A supposer que le premier tour se passe selon la physionomie édictée lors des lignes précédentes, alors nous retrouverons du beau monde : Côte d’Ivoire, Nigeria, Egypte, Ghana, Cameroun, Sénégal, Algérie, Angola ou Mauritanie, Mali, Afrique du Sud ou Tunisie, Maroc, RD Congo.
Le Sénégal fait très forte impression et semble avoir renforcé ses lignes défensives, variant son jeu par un milieu tantôt à plat tantôt en losange. Le Cameroun, lui, a les moyens de se montrer adepte de plusieurs schémas de jeu selon l’équipe adverse ou… l’humeur du moment. L’une de ces deux équipes a les moyens pour défier la Côte d’Ivoire dans le dernier carré. Un dernier carré ou pourraient se retrouver Algérie et surtout Maroc.
Les hommes menés par Walid Regragui ont conservé une osmose évidente, tout en intégrant un nouveau venu en mesure de devenir une surprise de ce tournoi : Amir Richardson. Mais l’Egypte veille, tapie avec son arme fatale : son attaquant vedette Mohamed Salah, meilleur buteur potentiel auteur d’une énième prestation des plus convaincantes contre Tottenham le week-end dernier. Ce qui nous amène aux individualités.
Concernant les vedettes de cette CAN, que ce soit les confirmations ou les révélations, des noms viennent à l’esprit : tout naturellement Mohammed Salah, qui a l’avantage de jouer dans une équipe nationale dont le pays est un spécialiste de la victoire en Coupe d’Afrique des Nations, une nation capable de rivaliser de la tête avec les meilleurs équipes subsahariennes. Les Marocains Ayoub El Kaabi, Amir Richardson et Hakim Ziyèche auront leur mot à dire. Tout comme l’Algérien Aït Nouri et son co-équipier Riyad Mahrez, et le Sud-Africain Evidence Magkopa, Sadio Mané et Abdallah Sima (Sénégal) devraient aussi proposer du spectacle. Côté tunisien, Aissa Laïdouni devra quadriller l’entrejeu dans le même registre que Sofyan Amrabat pour le Maroc, et par ce biais pourra faire partie de l’équipe-type du tournoi si la Tunisie travaille sa relance et va loin. Alors que les Nigérians Ademola Lookman, Ahmed Musa et plus particulièrement Victor Osimhen chercheront à terrifier leurs adversaires.
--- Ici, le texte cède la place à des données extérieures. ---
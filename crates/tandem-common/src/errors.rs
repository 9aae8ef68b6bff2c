use std::path::PathBuf;

#[derive(Debug, thiserror::Error)]
pub enum ConfigError {
    #[error("config file not found: {0}")]
    FileNotFound(PathBuf),

    #[error("config parse error: {0}")]
    ParseError(String),

    #[error("config validation error: {0}")]
    ValidationError(String),
}

/// Problems with the `roomId` / `userId` query parameters of an upgrade request.
#[derive(Debug, Clone, PartialEq, Eq, thiserror::Error)]
pub enum HandshakeError {
    #[error("missing roomId parameter")]
    MissingRoom,

    #[error("missing userId parameter")]
    MissingUser,

    #[error("userId is not an integer: {0:?}")]
    InvalidUser(String),
}

#[derive(Debug, thiserror::Error)]
pub enum TandemError {
    #[error(transparent)]
    Config(#[from] ConfigError),

    #[error(transparent)]
    Io(#[from] std::io::Error),

    #[error("transport error: {0}")]
    Transport(String),

    #[error("decode error: {0}")]
    Decode(String),

    #[error("{0}")]
    Other(String),
}

#[cfg(test)]
mod tests {
    use super::*;

    #[test]
    fn config_error_display() {
        let err = ConfigError::FileNotFound(PathBuf::from("/tmp/missing.toml"));
        assert_eq!(err.to_string(), "config file not found: /tmp/missing.toml");

        let err = ConfigError::ParseError("unexpected token".into());
        assert_eq!(err.to_string(), "config parse error: unexpected token");

        let err = ConfigError::ValidationError("server.port = 0".into());
        assert_eq!(err.to_string(), "config validation error: server.port = 0");
    }

    #[test]
    fn handshake_error_display() {
        assert_eq!(
            HandshakeError::MissingRoom.to_string(),
            "missing roomId parameter"
        );
        assert_eq!(
            HandshakeError::MissingUser.to_string(),
            "missing userId parameter"
        );
        assert_eq!(
            HandshakeError::InvalidUser("abc".into()).to_string(),
            "userId is not an integer: \"abc\""
        );
    }

    #[test]
    fn tandem_error_from_config() {
        let config_err = ConfigError::ParseError("bad toml".into());
        let err: TandemError = config_err.into();
        assert!(matches!(err, TandemError::Config(_)));
        assert!(err.to_string().contains("bad toml"));
    }

    #[test]
    fn tandem_error_from_io() {
        let io_err = std::io::Error::new(std::io::ErrorKind::AddrInUse, "port taken");
        let err: TandemError = io_err.into();
        assert!(matches!(err, TandemError::Io(_)));
        assert!(err.to_string().contains("port taken"));
    }

    #[test]
    fn tandem_error_other_variants() {
        let err = TandemError::Transport("connection reset".into());
        assert_eq!(err.to_string(), "transport error: connection reset");

        let err = TandemError::Decode("expected value at line 1".into());
        assert_eq!(err.to_string(), "decode error: expected value at line 1");

        let err = TandemError::Other("something went wrong".into());
        assert_eq!(err.to_string(), "something went wrong");
    }
}
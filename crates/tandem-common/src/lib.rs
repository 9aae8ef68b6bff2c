pub mod errors;
pub mod id;

pub use errors::{ConfigError, HandshakeError, TandemError};
pub use id::ConnectionId;

pub type Result<T> = std::result::Result<T, TandemError>;
//! TOML config file loading and creation.

mod loader;
mod template;

#[cfg(test)]
mod tests;

pub use loader::{create_default_config, default_config_path, load_default, load_from_path};
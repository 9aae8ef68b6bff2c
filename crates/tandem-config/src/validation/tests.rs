//! Tests for the full validation pipeline.

use super::*;

#[test]
fn default_config_validates() {
    let config = TandemConfig::default();
    assert!(validate(&config).is_ok());
}

#[test]
fn catches_zero_port() {
    let mut config = TandemConfig::default();
    config.server.port = 0;
    let err = validate(&config).unwrap_err().to_string();
    assert!(err.contains("server.port"));
}

#[test]
fn catches_empty_host() {
    let mut config = TandemConfig::default();
    config.server.host = "  ".into();
    let err = validate(&config).unwrap_err().to_string();
    assert!(err.contains("server.host"));
}

#[test]
fn catches_relative_path() {
    let mut config = TandemConfig::default();
    config.server.path = "ws".into();
    let err = validate(&config).unwrap_err().to_string();
    assert!(err.contains("server.path"));
}

#[test]
fn catches_zero_queue_capacity() {
    let mut config = TandemConfig::default();
    config.server.outbound_queue_capacity = 0;
    let err = validate(&config).unwrap_err().to_string();
    assert!(err.contains("server.outbound_queue_capacity"));
}

#[test]
fn catches_negative_countdown() {
    let mut config = TandemConfig::default();
    config.game.start_countdown_secs = -1;
    let err = validate(&config).unwrap_err().to_string();
    assert!(err.contains("game.start_countdown_secs"));
}

#[test]
fn catches_speaking_time_too_long() {
    let mut config = TandemConfig::default();
    config.game.time_to_speak_secs = 10_000;
    let err = validate(&config).unwrap_err().to_string();
    assert!(err.contains("game.time_to_speak_secs"));
}

#[test]
fn collects_multiple_errors() {
    let mut config = TandemConfig::default();
    config.server.port = 0;
    config.game.swap_time_to_speak_secs = 0;
    let err = validate(&config).unwrap_err().to_string();
    assert!(err.contains("server.port"));
    assert!(err.contains("game.swap_time_to_speak_secs"));
    assert!(err.contains("; "));
}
Vivement le 13 janvier et le commencement de cette grande fête continentale qu’est la Coupe d’Afrique des Nations. Un événement toujours enclin à nous divertir de par son intensité et son originalité.
La CAN a évolué en ce sens que les styles de jeu se sont diversifiés par rapport à il y a une quinzaine d’années. Désormais, cela se jouera sur des détails comme l’expérience et plus seulement la condition physique, comme le fait de gérer l’impact physique et les blessures, comme l’avantage de pouvoir compter sur trois ou quatre gardiens de qualité au sein d’un même effectif.
Et pour la finale, un classique Egypte opposé à une formation d’Afrique Noire, ou un duel Sénégal-Côte d’Ivoire ou encore un duel 100% maghrébin entre Algériens et Marocains?
* Enseignant universitaire et analyste de football.